Segment Start: Information provided
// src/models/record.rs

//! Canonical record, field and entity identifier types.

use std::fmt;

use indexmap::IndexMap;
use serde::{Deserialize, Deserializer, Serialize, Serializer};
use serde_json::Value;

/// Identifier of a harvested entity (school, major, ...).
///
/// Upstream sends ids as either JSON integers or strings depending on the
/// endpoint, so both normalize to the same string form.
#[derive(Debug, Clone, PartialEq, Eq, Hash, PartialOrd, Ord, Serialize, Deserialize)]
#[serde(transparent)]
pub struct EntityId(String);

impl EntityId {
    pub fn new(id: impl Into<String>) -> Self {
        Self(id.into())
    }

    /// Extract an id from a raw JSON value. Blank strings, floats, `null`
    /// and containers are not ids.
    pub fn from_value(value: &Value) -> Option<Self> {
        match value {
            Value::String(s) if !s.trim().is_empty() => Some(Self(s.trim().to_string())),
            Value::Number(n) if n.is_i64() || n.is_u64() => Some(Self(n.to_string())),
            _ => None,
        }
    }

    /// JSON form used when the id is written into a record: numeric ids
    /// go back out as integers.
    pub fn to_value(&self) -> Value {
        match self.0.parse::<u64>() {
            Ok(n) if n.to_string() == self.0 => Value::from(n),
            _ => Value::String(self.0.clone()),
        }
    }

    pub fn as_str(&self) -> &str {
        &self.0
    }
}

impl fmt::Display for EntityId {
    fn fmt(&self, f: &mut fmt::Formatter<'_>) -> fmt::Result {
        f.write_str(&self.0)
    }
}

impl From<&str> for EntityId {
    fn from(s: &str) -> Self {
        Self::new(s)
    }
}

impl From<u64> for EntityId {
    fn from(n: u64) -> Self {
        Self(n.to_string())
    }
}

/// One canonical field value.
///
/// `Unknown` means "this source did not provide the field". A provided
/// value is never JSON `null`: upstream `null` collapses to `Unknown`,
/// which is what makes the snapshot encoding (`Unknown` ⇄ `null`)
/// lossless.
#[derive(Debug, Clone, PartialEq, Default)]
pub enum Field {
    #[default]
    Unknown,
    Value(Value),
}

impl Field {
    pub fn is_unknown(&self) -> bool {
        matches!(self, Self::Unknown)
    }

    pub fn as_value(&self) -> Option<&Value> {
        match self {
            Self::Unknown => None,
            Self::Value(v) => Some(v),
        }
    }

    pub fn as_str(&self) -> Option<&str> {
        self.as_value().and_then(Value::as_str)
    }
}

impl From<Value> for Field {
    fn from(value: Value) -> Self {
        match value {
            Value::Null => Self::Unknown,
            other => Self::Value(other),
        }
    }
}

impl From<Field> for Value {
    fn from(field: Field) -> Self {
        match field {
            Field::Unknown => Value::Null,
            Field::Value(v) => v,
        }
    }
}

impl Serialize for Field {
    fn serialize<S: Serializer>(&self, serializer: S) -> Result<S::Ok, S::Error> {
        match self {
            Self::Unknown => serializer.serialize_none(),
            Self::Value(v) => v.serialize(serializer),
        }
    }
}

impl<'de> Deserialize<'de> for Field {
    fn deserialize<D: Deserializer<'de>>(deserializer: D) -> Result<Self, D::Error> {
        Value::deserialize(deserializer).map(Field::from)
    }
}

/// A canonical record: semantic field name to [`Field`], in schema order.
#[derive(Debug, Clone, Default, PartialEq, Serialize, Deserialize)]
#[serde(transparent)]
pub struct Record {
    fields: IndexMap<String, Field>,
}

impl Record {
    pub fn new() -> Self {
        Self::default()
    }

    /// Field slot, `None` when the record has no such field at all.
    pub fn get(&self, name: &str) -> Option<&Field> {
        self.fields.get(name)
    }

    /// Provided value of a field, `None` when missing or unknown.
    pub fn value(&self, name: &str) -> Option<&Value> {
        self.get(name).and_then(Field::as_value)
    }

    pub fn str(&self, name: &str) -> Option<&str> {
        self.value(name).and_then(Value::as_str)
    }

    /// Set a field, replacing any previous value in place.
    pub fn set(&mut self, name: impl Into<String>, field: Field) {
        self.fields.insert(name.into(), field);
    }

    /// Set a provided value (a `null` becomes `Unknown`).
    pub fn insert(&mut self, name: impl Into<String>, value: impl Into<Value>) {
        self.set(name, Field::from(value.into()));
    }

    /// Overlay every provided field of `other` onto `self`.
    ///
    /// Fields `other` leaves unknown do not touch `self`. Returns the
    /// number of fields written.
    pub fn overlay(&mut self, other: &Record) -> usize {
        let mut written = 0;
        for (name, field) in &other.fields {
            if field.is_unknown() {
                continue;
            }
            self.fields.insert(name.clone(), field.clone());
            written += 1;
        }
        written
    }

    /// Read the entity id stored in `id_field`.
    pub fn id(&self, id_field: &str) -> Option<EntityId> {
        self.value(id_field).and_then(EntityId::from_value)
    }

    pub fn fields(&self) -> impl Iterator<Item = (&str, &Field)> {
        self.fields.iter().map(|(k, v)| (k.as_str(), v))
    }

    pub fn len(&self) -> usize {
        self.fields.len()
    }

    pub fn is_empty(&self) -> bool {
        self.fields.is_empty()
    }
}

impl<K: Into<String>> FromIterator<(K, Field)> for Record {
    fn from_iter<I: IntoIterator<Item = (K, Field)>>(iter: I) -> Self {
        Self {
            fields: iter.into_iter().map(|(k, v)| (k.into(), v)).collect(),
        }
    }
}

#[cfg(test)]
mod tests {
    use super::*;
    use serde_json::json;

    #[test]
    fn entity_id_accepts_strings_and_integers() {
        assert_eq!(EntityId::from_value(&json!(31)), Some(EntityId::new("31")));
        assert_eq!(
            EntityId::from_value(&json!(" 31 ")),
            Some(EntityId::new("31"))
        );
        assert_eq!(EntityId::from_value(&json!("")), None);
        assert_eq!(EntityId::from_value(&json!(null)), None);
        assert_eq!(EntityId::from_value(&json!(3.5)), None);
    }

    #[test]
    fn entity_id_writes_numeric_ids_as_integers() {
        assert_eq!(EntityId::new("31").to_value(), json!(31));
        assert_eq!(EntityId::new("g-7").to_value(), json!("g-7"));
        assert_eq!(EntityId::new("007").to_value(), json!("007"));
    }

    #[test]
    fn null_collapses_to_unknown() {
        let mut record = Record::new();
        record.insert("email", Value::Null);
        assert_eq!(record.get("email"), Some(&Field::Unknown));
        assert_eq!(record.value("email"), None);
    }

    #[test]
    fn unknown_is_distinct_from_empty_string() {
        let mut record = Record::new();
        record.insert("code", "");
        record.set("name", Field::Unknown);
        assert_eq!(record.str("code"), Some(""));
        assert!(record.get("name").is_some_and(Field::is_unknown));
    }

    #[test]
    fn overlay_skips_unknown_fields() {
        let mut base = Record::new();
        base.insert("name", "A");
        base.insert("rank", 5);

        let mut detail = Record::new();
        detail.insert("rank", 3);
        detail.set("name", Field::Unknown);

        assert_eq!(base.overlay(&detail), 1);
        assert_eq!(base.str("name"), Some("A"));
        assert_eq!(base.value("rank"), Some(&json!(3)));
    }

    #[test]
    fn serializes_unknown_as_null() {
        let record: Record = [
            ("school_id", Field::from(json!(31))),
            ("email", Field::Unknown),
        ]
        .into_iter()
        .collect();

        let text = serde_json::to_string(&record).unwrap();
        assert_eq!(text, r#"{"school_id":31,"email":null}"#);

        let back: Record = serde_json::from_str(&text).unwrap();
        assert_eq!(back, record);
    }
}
Segment End: Information provided
## What needs to be done
Repeat exactly the lines of the data from the first one through the line with "are not ids.", both of them included.

## Exercise solution
// src/models/record.rs

//! Canonical record, field and entity identifier types.

use std::fmt;

use indexmap::IndexMap;
use serde::{Deserialize, Deserializer, Serialize, Serializer};
use serde_json::Value;

/// Identifier of a harvested entity (school, major, ...).
///
/// Upstream sends ids as either JSON integers or strings depending on the
/// endpoint, so both normalize to the same string form.
#[derive(Debug, Clone, PartialEq, Eq, Hash, PartialOrd, Ord, Serialize, Deserialize)]
#[serde(transparent)]
pub struct EntityId(String);

impl EntityId {
    pub fn new(id: impl Into<String>) -> Self {
        Self(id.into())
    }

    /// Extract an id from a raw JSON value. Blank strings, floats, `null`
    /// and containers are not ids.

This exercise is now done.